Leider ist es sehr schwer, ein riesiges industrielles Projekt durch eine Zermürbungsstrategie aufzuhalten. In ihrer Presseveröffentlichung sagten Ruby und Jessica, dass “jede Aktion ein Dorn in ihrer Seite“ sei – aber sogar hunderte von Dornen schaffen es meist nicht, einen Riesen zu fällen. Die dutzende von bekannten Sabotageaktionen und Brandstiftungen verursachten ungefähr sechs Millionen Dollar Schaden. Das ist weniger als ein Sechstel von einem Prozent des Budgets für die Pipeline, das sich auf $ 3,78 Milliarden belief – ein Rundungsfehler, der vermutlich von der Versicherung erstattet wurde. Dornen splittern, wenn sie großflächige industrielle Infrastruktur stechen. und die, die sie halten, ermüden lange bevor sie gewinnen können.

Materielle Effektivität

Die Zermürbungsstrategie schaffte es nicht, die Dakota Access-Pipeline zu verhindern, aber eine weniger binäre Art, Erfolg zu messen, ist zu sehen, wie lange die Fertigstellung verzögert wurde.

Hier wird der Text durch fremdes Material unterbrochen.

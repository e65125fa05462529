// Copyright (c) 2025 Felix Kahle.
//
// Permission is hereby granted, free of charge, to any person obtaining
// a copy of this software and associated documentation files (the
// "Software"), to deal in the Software without restriction, including
// without limitation the rights to use, copy, modify, merge, publish,
// distribute, sublicense, and/or sell copies of the Software, and to
// permit persons to whom the Software is furnished to do so, subject to
// the following conditions:
//
// The above copyright notice and this permission notice shall be
// included in all copies or substantial portions of the Software.
//
// THE SOFTWARE IS PROVIDED "AS IS", WITHOUT WARRANTY OF ANY KIND,
// EXPRESS OR IMPLIED, INCLUDING BUT NOT LIMITED TO THE WARRANTIES OF
// MERCHANTABILITY, FITNESS FOR A PARTICULAR PURPOSE AND
// NONINFRINGEMENT. IN NO EVENT SHALL THE AUTHORS OR COPYRIGHT HOLDERS BE
// LIABLE FOR ANY CLAIM, DAMAGES OR OTHER LIABILITY, WHETHER IN AN ACTION
// OF CONTRACT, TORT OR OTHERWISE, ARISING FROM, OUT OF OR IN CONNECTION
// WITH THE SOFTWARE OR THE USE OR OTHER DEALINGS IN THE SOFTWARE.

//! Contract conformance of every registered strategy: the invariants any
//! returned schedule must satisfy, the canonical feasibility scenarios,
//! and determinism of the exact strategies.

use std::collections::HashSet;
use std::sync::atomic::{AtomicBool, Ordering};
use tabula_model::{
    catalog::{Catalog, CatalogBuilder},
    config::{SearchConfig, Selection},
    conflict::ConflictIndex,
    section::{SectionKind, SectionRecord},
    slot::{Day, TimeSlot},
};
use tabula_search::monitor::{composite::CompositeMonitor, interrupt::InterruptMonitor};
use tabula_search::result::TerminationReason;
use tabula_strategies::registry::StrategyKind;

fn record(code: &str, main: &str, credit: u32, kind: SectionKind, slots: &[(Day, u8)]) -> SectionRecord {
    SectionRecord {
        code: code.to_string(),
        main_code: main.to_string(),
        name: format!("Course {}", main),
        credit,
        kind,
        slots: slots.iter().map(|&(d, p)| TimeSlot::new(d, p)).collect(),
        instructor: "N.N.".to_string(),
    }
}

/// A mid-sized catalog with variant choices, overlaps, and a credit
/// squeeze, so every strategy has actual decisions to make.
fn campus_catalog() -> Catalog {
    let mut builder = CatalogBuilder::new();
    builder.push(record("CS101-A", "CS101", 6, SectionKind::Lecture, &[(Day::Monday, 1), (Day::Wednesday, 1)]));
    builder.push(record("CS101-B", "CS101", 6, SectionKind::Lecture, &[(Day::Tuesday, 1), (Day::Thursday, 1)]));
    builder.push(record("MATH101-A", "MATH101", 6, SectionKind::Lecture, &[(Day::Monday, 1)]));
    builder.push(record("MATH101-B", "MATH101", 6, SectionKind::Lecture, &[(Day::Friday, 2)]));
    builder.push(record("PHYS101-A", "PHYS101", 5, SectionKind::Lecture, &[(Day::Wednesday, 3)]));
    builder.push(record("PHYS101-L", "PHYS101L", 3, SectionKind::Lab, &[(Day::Thursday, 5)]));
    builder.push(record("ENG101-A", "ENG101", 4, SectionKind::ProblemSession, &[(Day::Tuesday, 1)]));
    builder.push(record("ENG101-B", "ENG101", 4, SectionKind::ProblemSession, &[(Day::Friday, 4)]));
    builder.build().unwrap()
}

#[test]
fn test_every_strategy_upholds_the_hard_invariants() {
    let catalog = campus_catalog();
    let conflicts = ConflictIndex::build(&catalog);
    let selection = Selection::new(
        ["CS101", "MATH101"],
        ["PHYS101", "PHYS101L", "ENG101"],
    );
    let config = SearchConfig::new(18).with_max_results(8);

    for kind in StrategyKind::ALL {
        let outcome = kind
            .instantiate()
            .generate(&catalog, &conflicts, &selection, &config);

        assert!(
            !outcome.is_empty(),
            "{} found nothing on a feasible selection",
            kind
        );
        assert!(outcome.len() <= config.max_results, "{} overflowed", kind);

        for candidate in outcome.candidates() {
            // At most one section per logical course.
            let mut mains = HashSet::new();
            for &section in candidate.sections() {
                assert!(
                    mains.insert(catalog.section(section).main_code()),
                    "{} returned two sections of one course",
                    kind
                );
            }
            // Hard caps.
            assert!(
                candidate.total_credit() <= config.max_credit,
                "{} exceeded the credit ceiling",
                kind
            );
            assert_eq!(
                candidate.conflict_pairs(),
                0,
                "{} returned a conflicted schedule without a budget",
                kind
            );
            // Mandatory coverage.
            assert!(candidate.contains_course(&catalog, "CS101"), "{}", kind);
            assert!(candidate.contains_course(&catalog, "MATH101"), "{}", kind);
        }

        // Best-first ordering.
        for pair in outcome.candidates().windows(2) {
            assert!(
                pair[0].score() >= pair[1].score(),
                "{} returned candidates out of order",
                kind
            );
        }
    }
}

#[test]
fn test_conflict_budget_is_respected_when_allowed() {
    let mut builder = CatalogBuilder::new();
    builder.push(record("CS101-A", "CS101", 6, SectionKind::Lecture, &[(Day::Monday, 1)]));
    builder.push(record("CS102-A", "CS102", 6, SectionKind::Lecture, &[(Day::Monday, 1)]));
    builder.push(record("CS103-A", "CS103", 6, SectionKind::Lecture, &[(Day::Monday, 1)]));
    let catalog = builder.build().unwrap();
    let conflicts = ConflictIndex::build(&catalog);
    let selection = Selection::new(["CS101", "CS102"], ["CS103"]);
    let config = SearchConfig::new(30).with_conflicts(1).with_max_results(8);

    for kind in StrategyKind::ALL {
        let outcome = kind
            .instantiate()
            .generate(&catalog, &conflicts, &selection, &config);

        assert!(!outcome.is_empty(), "{} found nothing", kind);
        for candidate in outcome.candidates() {
            assert!(
                candidate.conflict_pairs() <= 1,
                "{} blew the conflict budget",
                kind
            );
            // CS103 would add two more pairs; it can never fit.
            assert!(
                !candidate.contains_course(&catalog, "CS103"),
                "{} accepted a third overlapping course",
                kind
            );
        }
    }
}

#[test]
fn test_two_course_scenario_has_exactly_one_answer() {
    let mut builder = CatalogBuilder::new();
    builder.push(record("CS101-A", "CS101", 6, SectionKind::Lecture, &[(Day::Monday, 1)]));
    builder.push(record("MATH101-A", "MATH101", 6, SectionKind::Lecture, &[(Day::Tuesday, 2)]));
    let catalog = builder.build().unwrap();
    let conflicts = ConflictIndex::build(&catalog);
    let selection = Selection::new(["CS101", "MATH101"], Vec::<String>::new());
    let config = SearchConfig::new(12);

    for kind in StrategyKind::ALL {
        let outcome = kind
            .instantiate()
            .generate(&catalog, &conflicts, &selection, &config);
        assert_eq!(outcome.len(), 1, "{}", kind);
        let best = outcome.best().unwrap();
        assert_eq!(best.num_sections(), 2, "{}", kind);
        assert_eq!(best.total_credit(), 12, "{}", kind);
        assert_eq!(best.conflict_pairs(), 0, "{}", kind);
    }
}

#[test]
fn test_credit_infeasible_scenario_is_empty_everywhere() {
    let mut builder = CatalogBuilder::new();
    builder.push(record("CS101-A", "CS101", 6, SectionKind::Lecture, &[(Day::Monday, 1)]));
    builder.push(record("MATH101-A", "MATH101", 6, SectionKind::Lecture, &[(Day::Tuesday, 2)]));
    let catalog = builder.build().unwrap();
    let conflicts = ConflictIndex::build(&catalog);
    let selection = Selection::new(["CS101", "MATH101"], Vec::<String>::new());
    let config = SearchConfig::new(10);

    for kind in StrategyKind::ALL {
        let outcome = kind
            .instantiate()
            .generate(&catalog, &conflicts, &selection, &config);
        assert!(outcome.is_empty(), "{} fabricated a schedule", kind);
    }
}

#[test]
fn test_empty_inputs_yield_empty_results_everywhere() {
    let empty_catalog = CatalogBuilder::new().build().unwrap();
    let empty_conflicts = ConflictIndex::build(&empty_catalog);
    let populated = campus_catalog();
    let populated_conflicts = ConflictIndex::build(&populated);
    let config = SearchConfig::new(30);

    for kind in StrategyKind::ALL {
        let outcome = kind.instantiate().generate(
            &empty_catalog,
            &empty_conflicts,
            &Selection::new(["CS101"], Vec::<String>::new()),
            &config,
        );
        assert!(outcome.is_empty(), "{} on empty catalog", kind);

        let outcome = kind.instantiate().generate(
            &populated,
            &populated_conflicts,
            &Selection::default(),
            &config,
        );
        assert!(outcome.is_empty(), "{} on empty selection", kind);

        let outcome = kind.instantiate().generate(
            &populated,
            &populated_conflicts,
            &Selection::new(["GHOST999"], Vec::<String>::new()),
            &config,
        );
        assert!(outcome.is_empty(), "{} on unknown mandatory code", kind);
    }
}

#[test]
fn test_deterministic_strategies_are_idempotent() {
    let catalog = campus_catalog();
    let conflicts = ConflictIndex::build(&catalog);
    let selection = Selection::new(
        ["CS101", "MATH101"],
        ["PHYS101", "PHYS101L", "ENG101"],
    );
    let config = SearchConfig::new(18).with_max_results(8);

    let deterministic = [
        StrategyKind::Backtracking,
        StrategyKind::BreadthFirst,
        StrategyKind::Greedy,
        StrategyKind::AStar,
        StrategyKind::ConstraintPropagation,
    ];
    for kind in deterministic {
        let first = kind
            .instantiate()
            .generate(&catalog, &conflicts, &selection, &config);
        let second = kind
            .instantiate()
            .generate(&catalog, &conflicts, &selection, &config);
        assert_eq!(
            first.candidates(),
            second.candidates(),
            "{} is not idempotent",
            kind
        );
    }
}

#[test]
fn test_stochastic_strategies_reproduce_under_a_fixed_seed() {
    let catalog = campus_catalog();
    let conflicts = ConflictIndex::build(&catalog);
    let selection = Selection::new(["CS101", "MATH101"], ["ENG101"]);
    let config = SearchConfig::new(18).with_seed(424242);

    for kind in [StrategyKind::Genetic, StrategyKind::SimulatedAnnealing] {
        let first = kind
            .instantiate()
            .generate(&catalog, &conflicts, &selection, &config);
        let second = kind
            .instantiate()
            .generate(&catalog, &conflicts, &selection, &config);
        assert_eq!(
            first.candidates(),
            second.candidates(),
            "{} diverged under a fixed seed",
            kind
        );
    }
}

#[test]
fn test_interrupt_stops_a_search_cooperatively() {
    let catalog = campus_catalog();
    let conflicts = ConflictIndex::build(&catalog);
    let selection = Selection::new(
        ["CS101", "MATH101"],
        ["PHYS101", "PHYS101L", "ENG101"],
    );
    let config = SearchConfig::new(18).with_max_results(8);

    // A pre-set flag must stop every strategy at its first checkpoint,
    // with an empty but well-formed outcome.
    let flag = AtomicBool::new(true);
    for kind in StrategyKind::ALL {
        let mut monitor = CompositeMonitor::new();
        monitor.add_monitor(InterruptMonitor::new(&flag));
        let outcome = kind.instantiate().generate_with_monitor(
            &catalog,
            &conflicts,
            &selection,
            &config,
            &mut monitor,
        );
        match outcome.reason() {
            TerminationReason::Aborted(reason) => {
                assert!(reason.contains("interrupt"), "{}: {}", kind, reason)
            }
            other => panic!("{} ignored the interrupt: {}", kind, other),
        }
    }
    assert!(flag.load(Ordering::Relaxed));
}

#[test]
fn test_time_limited_run_returns_valid_partial_results() {
    // A catalog wide enough that exhaustive enumeration cannot finish
    // within a zero deadline.
    let mut builder = CatalogBuilder::new();
    for g in 0..6usize {
        for v in 0..6u8 {
            builder.push(record(
                &format!("C{}-{}", g, v),
                &format!("C{}", g),
                2,
                SectionKind::Lecture,
                &[(Day::ALL[g % 7], v)],
            ));
        }
    }
    let catalog = builder.build().unwrap();
    let conflicts = ConflictIndex::build(&catalog);
    let selection = Selection::new(
        ["C0", "C1", "C2", "C3", "C4", "C5"],
        Vec::<String>::new(),
    );
    let config = SearchConfig::new(30)
        .with_max_results(1_000_000)
        .with_time_limit(std::time::Duration::ZERO);

    for kind in [StrategyKind::Backtracking, StrategyKind::ConstraintPropagation] {
        let outcome = kind
            .instantiate()
            .generate(&catalog, &conflicts, &selection, &config);
        assert!(
            matches!(outcome.reason(), TerminationReason::Aborted(_)),
            "{} ignored the deadline",
            kind
        );
        for candidate in outcome.candidates() {
            assert_eq!(candidate.conflict_pairs(), 0);
            assert!(candidate.total_credit() <= 30);
        }
    }
}
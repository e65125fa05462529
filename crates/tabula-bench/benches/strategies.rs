// Copyright (c) 2025 Felix Kahle.
//
// Permission is hereby granted, free of charge, to any person obtaining
// a copy of this software and associated documentation files (the
// "Software"), to deal in the Software without restriction, including
// without limitation the rights to use, copy, modify, merge, publish,
// distribute, sublicense, and/or sell copies of the Software, and to
// permit persons to whom the Software is furnished to do so, subject to
// the following conditions:
//
// The above copyright notice and this permission notice shall be
// included in all copies or substantial portions of the Software.
//
// THE SOFTWARE IS PROVIDED "AS IS", WITHOUT WARRANTY OF ANY KIND,
// EXPRESS OR IMPLIED, INCLUDING BUT NOT LIMITED TO THE WARRANTIES OF
// MERCHANTABILITY, FITNESS FOR A PARTICULAR PURPOSE AND
// NONINFRINGEMENT. IN NO EVENT SHALL THE AUTHORS OR COPYRIGHT HOLDERS BE
// LIABLE FOR ANY CLAIM, DAMAGES OR OTHER LIABILITY, WHETHER IN AN ACTION
// OF CONTRACT, TORT OR OTHERWISE, ARISING FROM, OUT OF OR IN CONNECTION
// WITH THE SOFTWARE OR THE USE OR OTHER DEALINGS IN THE SOFTWARE.

use criterion::{Criterion, criterion_group, criterion_main};
use tabula_model::{
    catalog::{Catalog, CatalogBuilder},
    config::{SearchConfig, Selection},
    conflict::ConflictIndex,
    section::{SectionKind, SectionRecord},
    slot::{Day, TimeSlot},
};
use tabula_search::scheduler::Scheduler;
use tabula_strategies::{backtracking::BacktrackingScheduler, greedy::GreedyScheduler};

/// A dense synthetic semester: 12 courses with 4 variants each, packed
/// into three days so that conflicts are common.
fn semester_catalog() -> Catalog {
    let mut builder = CatalogBuilder::new();
    for course in 0..12usize {
        for variant in 0..4u8 {
            let day = Day::ALL[(course + variant as usize) % 3];
            let period = ((course as u8) * 3 + variant) % 14;
            builder.push(SectionRecord {
                code: format!("C{:02}-{}", course, variant),
                main_code: format!("C{:02}", course),
                name: format!("Course {:02}", course),
                credit: 3 + (course as u32 % 4),
                kind: SectionKind::Lecture,
                slots: [TimeSlot::new(day, period), TimeSlot::new(day, (period + 1) % 14)]
                    .into_iter()
                    .collect(),
                instructor: format!("Instructor {}", course % 5),
            });
        }
    }
    builder.build().expect("synthetic catalog is well-formed")
}

fn semester_selection() -> Selection {
    Selection::new(
        (0..6).map(|c| format!("C{:02}", c)),
        (6..12).map(|c| format!("C{:02}", c)),
    )
}

fn bench_conflict_index_build(c: &mut Criterion) {
    let catalog = semester_catalog();
    c.bench_function("conflict_index_build_48_sections", |b| {
        b.iter(|| ConflictIndex::build(std::hint::black_box(&catalog)))
    });
}

fn bench_backtracking(c: &mut Criterion) {
    let catalog = semester_catalog();
    let conflicts = ConflictIndex::build(&catalog);
    let selection = semester_selection();
    let config = SearchConfig::new(28).with_max_results(10);

    c.bench_function("backtracking_dense_semester", |b| {
        b.iter(|| {
            BacktrackingScheduler::new().generate(
                std::hint::black_box(&catalog),
                &conflicts,
                &selection,
                &config,
            )
        })
    });
}

fn bench_greedy(c: &mut Criterion) {
    let catalog = semester_catalog();
    let conflicts = ConflictIndex::build(&catalog);
    let selection = semester_selection();
    let config = SearchConfig::new(28);

    c.bench_function("greedy_dense_semester", |b| {
        b.iter(|| {
            GreedyScheduler::new().generate(
                std::hint::black_box(&catalog),
                &conflicts,
                &selection,
                &config,
            )
        })
    });
}

criterion_group!(
    benches,
    bench_conflict_index_build,
    bench_backtracking,
    bench_greedy
);
criterion_main!(benches);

Die #NoDAPL-Kampagne, die ihr Zentrum bei Standing Rock hatte, verzögerte die Fertigstellung der Pipeline um mindestens zwei, vielleicht sogar drei Monate – hauptsächlich weil die Sichtbarkeit der Bewegung Druck auf die US-Regierung unter Obama ausübte, die Fertigstellung zeitweilig zu verzögern. Einen Monat nachdem die Regierung, nun unter Trump, die Wiederaufnahme erlaubte, hatte ETP unter dem Missourifluss gebohrt und erwartete, dass das Öl bis zum 22. März fließen würde. Ruby und Jessica begannen ihre Kampagne Mitte März und das Öl floss erst Mitte Mai, die kommerzielle Inbetriebnahme verzögerte sich bis zum ersten Juni. Jessicas Behauptung in ihrem Democracy-Now-Interview erscheint glaubwürdig: „Wir hielten die Bauvorhaben überall im Pipelineverlauf mehrere Wochen lang auf, letztlich monatelang.“

Was materiellen Einfluss angeht, war Ruby und Jessicas Ökosabotage 1000-mal effizienter als die Übergrundkampagnen. Mindestens 15 000 Personenmonaten und $ 20 Millionen flossen in Standing Rock und #NoDAPL und verzögerten die Fertigstellung der Pipeline um höchstens drei Monate. Ruby und Jessica, die insgesamt 10 Personenmonate und vermutlich ein paar tausend Dollar investierten (Sauerstoff-Acetylen-Schweißbrenner-Sets kosten ungefähr $ 400), verzögerten sie um zwei weitere Monate, indem sie Initiative und den Überraschungseffekt nutzten.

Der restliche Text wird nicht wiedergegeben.